## RECORDS SUPPLIED
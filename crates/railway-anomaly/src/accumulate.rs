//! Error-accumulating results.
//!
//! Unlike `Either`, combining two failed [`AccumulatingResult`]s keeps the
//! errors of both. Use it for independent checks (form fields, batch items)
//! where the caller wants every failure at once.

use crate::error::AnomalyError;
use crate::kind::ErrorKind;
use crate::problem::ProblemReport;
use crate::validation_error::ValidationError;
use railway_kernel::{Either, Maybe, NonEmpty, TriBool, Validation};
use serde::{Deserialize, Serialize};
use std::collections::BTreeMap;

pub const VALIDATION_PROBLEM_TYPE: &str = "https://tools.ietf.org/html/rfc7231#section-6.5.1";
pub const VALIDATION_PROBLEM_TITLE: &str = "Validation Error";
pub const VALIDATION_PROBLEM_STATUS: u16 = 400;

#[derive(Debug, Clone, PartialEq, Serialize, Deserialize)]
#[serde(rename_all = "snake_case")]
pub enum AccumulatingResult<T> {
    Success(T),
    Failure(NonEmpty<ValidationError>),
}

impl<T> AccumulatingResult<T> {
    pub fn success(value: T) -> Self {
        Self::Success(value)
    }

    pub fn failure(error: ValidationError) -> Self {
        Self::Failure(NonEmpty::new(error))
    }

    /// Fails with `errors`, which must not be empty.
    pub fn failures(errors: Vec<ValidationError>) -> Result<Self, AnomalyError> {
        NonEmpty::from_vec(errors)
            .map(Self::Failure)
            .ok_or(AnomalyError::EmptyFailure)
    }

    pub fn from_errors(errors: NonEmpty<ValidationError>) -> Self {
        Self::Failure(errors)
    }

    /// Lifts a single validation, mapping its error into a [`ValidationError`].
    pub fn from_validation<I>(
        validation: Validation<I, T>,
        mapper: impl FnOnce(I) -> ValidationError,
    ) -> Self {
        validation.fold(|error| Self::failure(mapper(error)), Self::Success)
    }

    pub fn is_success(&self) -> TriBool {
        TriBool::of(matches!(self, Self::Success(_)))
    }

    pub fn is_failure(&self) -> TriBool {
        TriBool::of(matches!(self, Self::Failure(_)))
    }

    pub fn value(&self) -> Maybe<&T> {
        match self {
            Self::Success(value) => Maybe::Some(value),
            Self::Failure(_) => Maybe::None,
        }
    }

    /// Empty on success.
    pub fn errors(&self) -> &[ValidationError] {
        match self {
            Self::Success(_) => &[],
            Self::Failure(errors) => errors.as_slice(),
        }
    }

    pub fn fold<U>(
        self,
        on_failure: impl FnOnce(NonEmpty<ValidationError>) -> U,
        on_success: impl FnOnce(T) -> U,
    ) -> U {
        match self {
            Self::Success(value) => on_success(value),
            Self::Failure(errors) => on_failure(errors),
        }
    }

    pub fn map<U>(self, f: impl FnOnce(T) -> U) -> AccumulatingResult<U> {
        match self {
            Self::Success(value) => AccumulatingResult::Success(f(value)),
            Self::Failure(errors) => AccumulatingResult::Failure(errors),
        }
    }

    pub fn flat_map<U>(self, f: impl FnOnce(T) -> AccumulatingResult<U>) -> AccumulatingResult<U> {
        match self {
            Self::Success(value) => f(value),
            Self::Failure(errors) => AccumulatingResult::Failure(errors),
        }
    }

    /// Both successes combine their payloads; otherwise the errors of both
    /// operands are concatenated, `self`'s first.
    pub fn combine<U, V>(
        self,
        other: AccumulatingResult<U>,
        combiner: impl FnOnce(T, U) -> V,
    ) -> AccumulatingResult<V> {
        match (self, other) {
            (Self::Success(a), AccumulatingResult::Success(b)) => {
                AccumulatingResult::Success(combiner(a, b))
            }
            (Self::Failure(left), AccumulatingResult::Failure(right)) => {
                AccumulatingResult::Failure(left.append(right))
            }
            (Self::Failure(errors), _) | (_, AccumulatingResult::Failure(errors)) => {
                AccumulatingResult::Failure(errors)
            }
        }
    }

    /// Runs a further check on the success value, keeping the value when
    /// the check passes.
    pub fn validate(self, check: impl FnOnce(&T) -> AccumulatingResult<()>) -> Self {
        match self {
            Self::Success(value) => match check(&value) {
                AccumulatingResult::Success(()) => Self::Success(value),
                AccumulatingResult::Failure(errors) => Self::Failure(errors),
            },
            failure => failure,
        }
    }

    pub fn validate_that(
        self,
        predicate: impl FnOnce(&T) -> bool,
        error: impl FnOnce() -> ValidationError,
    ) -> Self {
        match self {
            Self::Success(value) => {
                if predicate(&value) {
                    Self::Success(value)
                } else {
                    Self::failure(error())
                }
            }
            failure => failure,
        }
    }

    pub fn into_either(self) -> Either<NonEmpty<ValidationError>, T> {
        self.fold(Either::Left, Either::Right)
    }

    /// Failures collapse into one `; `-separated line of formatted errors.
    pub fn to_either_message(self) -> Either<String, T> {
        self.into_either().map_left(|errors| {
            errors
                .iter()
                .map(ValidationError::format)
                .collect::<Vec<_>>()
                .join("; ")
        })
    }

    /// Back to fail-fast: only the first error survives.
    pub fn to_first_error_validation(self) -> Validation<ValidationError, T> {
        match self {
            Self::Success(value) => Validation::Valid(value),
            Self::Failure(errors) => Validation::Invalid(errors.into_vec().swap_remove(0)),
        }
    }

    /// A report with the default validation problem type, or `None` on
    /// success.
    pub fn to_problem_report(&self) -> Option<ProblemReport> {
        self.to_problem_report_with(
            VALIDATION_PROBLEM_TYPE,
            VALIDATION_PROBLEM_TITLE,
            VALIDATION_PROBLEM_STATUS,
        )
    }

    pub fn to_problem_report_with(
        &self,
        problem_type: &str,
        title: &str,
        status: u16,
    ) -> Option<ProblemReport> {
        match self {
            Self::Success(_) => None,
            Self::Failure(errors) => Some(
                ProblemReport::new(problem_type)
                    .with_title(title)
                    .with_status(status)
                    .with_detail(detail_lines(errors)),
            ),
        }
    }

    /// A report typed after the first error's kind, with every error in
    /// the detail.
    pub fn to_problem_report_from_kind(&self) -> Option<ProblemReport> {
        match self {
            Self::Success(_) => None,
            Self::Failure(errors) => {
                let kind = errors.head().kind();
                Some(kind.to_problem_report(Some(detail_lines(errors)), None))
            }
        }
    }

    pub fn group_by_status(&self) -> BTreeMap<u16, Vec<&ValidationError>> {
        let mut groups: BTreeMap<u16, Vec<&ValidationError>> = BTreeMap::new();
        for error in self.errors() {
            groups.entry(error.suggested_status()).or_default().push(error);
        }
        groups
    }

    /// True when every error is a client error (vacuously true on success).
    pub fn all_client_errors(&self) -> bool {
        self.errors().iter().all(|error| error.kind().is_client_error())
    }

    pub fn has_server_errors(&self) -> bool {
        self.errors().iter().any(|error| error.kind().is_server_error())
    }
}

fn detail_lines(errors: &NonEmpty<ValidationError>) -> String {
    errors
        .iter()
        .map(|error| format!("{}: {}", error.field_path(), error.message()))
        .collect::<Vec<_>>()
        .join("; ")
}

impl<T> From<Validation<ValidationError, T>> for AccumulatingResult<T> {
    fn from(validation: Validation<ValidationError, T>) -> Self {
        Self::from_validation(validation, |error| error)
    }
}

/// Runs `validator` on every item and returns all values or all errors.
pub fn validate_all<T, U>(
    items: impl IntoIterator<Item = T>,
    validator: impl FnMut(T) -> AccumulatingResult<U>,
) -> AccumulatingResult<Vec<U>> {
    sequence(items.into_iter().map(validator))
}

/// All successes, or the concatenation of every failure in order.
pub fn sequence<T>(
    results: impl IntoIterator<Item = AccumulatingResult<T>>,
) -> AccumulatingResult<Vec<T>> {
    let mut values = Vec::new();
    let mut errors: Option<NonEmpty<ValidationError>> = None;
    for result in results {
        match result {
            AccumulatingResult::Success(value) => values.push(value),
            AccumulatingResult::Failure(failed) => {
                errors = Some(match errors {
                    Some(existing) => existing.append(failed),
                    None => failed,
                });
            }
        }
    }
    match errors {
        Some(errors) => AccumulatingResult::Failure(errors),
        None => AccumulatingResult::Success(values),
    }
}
---
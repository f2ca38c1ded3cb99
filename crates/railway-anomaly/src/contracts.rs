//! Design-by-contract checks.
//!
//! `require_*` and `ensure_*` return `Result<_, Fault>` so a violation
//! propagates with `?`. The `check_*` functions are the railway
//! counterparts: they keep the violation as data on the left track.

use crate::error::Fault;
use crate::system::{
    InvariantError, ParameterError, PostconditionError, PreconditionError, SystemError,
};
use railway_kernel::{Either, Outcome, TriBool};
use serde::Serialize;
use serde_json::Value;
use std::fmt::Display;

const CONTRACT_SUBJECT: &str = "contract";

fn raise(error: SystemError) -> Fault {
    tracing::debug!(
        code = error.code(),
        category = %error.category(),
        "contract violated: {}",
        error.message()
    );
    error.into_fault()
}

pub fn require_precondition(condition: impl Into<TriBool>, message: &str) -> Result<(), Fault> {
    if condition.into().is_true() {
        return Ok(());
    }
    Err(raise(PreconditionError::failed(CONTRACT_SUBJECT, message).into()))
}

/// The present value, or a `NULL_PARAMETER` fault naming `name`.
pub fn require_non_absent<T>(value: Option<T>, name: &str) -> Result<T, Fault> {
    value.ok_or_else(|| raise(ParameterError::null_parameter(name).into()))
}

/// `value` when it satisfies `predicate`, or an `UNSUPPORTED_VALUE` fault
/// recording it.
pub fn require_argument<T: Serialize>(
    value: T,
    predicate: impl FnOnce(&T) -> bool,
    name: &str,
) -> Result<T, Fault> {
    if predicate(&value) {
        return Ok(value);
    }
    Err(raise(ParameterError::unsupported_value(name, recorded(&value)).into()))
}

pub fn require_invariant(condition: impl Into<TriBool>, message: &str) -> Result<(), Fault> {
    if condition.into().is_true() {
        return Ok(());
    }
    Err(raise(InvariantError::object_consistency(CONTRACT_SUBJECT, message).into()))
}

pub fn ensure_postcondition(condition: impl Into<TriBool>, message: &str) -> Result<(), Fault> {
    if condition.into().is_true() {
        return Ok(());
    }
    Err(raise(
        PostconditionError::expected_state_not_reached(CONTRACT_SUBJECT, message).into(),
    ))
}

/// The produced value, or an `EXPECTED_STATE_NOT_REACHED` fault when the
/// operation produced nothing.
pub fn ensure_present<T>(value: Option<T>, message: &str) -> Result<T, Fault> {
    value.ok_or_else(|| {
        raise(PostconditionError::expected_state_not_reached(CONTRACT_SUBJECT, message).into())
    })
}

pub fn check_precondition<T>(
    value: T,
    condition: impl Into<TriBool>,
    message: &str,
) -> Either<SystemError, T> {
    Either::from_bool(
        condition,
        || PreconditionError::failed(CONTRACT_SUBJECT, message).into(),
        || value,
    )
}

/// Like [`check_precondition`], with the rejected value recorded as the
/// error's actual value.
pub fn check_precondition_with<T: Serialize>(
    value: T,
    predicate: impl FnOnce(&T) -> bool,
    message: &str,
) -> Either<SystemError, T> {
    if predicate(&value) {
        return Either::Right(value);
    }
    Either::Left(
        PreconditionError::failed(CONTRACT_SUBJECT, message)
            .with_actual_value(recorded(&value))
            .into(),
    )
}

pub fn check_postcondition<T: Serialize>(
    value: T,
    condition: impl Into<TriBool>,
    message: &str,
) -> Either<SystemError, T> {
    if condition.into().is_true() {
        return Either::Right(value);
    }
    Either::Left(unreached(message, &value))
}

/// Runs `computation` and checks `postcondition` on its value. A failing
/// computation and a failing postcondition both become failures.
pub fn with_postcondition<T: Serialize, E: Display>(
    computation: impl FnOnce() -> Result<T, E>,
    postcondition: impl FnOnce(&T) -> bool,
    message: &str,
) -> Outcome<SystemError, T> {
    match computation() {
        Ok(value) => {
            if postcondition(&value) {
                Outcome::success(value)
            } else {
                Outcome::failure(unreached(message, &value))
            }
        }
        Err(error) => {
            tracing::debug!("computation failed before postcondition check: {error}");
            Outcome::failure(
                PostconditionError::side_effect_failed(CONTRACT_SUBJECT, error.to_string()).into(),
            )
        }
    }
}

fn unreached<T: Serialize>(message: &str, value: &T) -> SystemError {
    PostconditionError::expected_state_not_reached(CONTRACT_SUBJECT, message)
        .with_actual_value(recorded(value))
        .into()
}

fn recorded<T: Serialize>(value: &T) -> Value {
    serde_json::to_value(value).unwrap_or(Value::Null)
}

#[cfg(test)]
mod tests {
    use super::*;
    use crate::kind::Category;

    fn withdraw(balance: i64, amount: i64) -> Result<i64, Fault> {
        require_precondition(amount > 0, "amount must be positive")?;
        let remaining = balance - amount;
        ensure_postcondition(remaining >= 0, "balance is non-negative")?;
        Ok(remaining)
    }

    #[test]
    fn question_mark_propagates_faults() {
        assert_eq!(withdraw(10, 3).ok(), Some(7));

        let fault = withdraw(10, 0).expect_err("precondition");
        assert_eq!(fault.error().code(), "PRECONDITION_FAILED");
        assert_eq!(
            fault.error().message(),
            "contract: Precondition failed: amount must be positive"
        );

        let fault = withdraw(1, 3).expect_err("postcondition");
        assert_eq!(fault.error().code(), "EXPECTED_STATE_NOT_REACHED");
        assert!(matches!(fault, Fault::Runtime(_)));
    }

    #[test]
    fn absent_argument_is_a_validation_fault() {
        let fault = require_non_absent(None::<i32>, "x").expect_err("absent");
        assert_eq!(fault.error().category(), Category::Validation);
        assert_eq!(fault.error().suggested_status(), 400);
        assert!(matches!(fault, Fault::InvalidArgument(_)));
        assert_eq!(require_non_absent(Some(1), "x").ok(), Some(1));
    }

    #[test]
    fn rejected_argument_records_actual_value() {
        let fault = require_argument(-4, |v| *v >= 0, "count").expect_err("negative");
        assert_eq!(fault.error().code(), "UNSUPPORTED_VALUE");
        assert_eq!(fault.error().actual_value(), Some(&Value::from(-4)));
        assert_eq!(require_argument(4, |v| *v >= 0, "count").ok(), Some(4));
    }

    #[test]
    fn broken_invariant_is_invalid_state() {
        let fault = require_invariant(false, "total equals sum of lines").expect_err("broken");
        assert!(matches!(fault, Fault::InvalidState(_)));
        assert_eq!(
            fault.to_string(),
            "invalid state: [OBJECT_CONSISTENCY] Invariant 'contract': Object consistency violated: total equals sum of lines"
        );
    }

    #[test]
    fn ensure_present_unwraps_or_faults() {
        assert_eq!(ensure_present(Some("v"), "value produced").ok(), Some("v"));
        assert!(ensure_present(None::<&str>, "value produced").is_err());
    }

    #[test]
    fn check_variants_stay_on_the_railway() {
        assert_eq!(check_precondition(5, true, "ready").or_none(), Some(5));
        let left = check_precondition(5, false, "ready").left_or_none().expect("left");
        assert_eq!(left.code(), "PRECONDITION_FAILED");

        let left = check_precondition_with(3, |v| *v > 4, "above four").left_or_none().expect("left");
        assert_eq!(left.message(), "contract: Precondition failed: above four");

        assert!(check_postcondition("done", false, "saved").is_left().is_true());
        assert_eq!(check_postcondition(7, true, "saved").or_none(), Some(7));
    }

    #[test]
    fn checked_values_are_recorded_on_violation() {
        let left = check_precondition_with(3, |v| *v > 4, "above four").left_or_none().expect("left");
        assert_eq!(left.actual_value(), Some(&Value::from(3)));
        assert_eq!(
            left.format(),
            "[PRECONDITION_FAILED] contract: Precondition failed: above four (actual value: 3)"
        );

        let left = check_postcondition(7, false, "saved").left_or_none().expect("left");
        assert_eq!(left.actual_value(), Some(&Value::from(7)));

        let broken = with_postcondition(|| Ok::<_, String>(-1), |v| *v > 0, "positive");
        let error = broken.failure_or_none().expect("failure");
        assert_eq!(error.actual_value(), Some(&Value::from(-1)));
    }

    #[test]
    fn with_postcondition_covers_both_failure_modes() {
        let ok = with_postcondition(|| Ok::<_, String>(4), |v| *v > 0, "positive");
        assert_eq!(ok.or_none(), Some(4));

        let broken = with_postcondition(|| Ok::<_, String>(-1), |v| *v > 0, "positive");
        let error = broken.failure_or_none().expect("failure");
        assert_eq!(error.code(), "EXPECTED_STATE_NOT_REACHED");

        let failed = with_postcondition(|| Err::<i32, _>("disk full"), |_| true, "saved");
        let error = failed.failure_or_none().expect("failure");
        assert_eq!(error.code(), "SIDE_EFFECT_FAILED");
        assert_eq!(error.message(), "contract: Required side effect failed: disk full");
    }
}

## WORK INSTRUCTION
Determine the number of lines in the data above that contain the word "sequence", and provide only that figure.

## OUTPUT FOR THIS TASK
2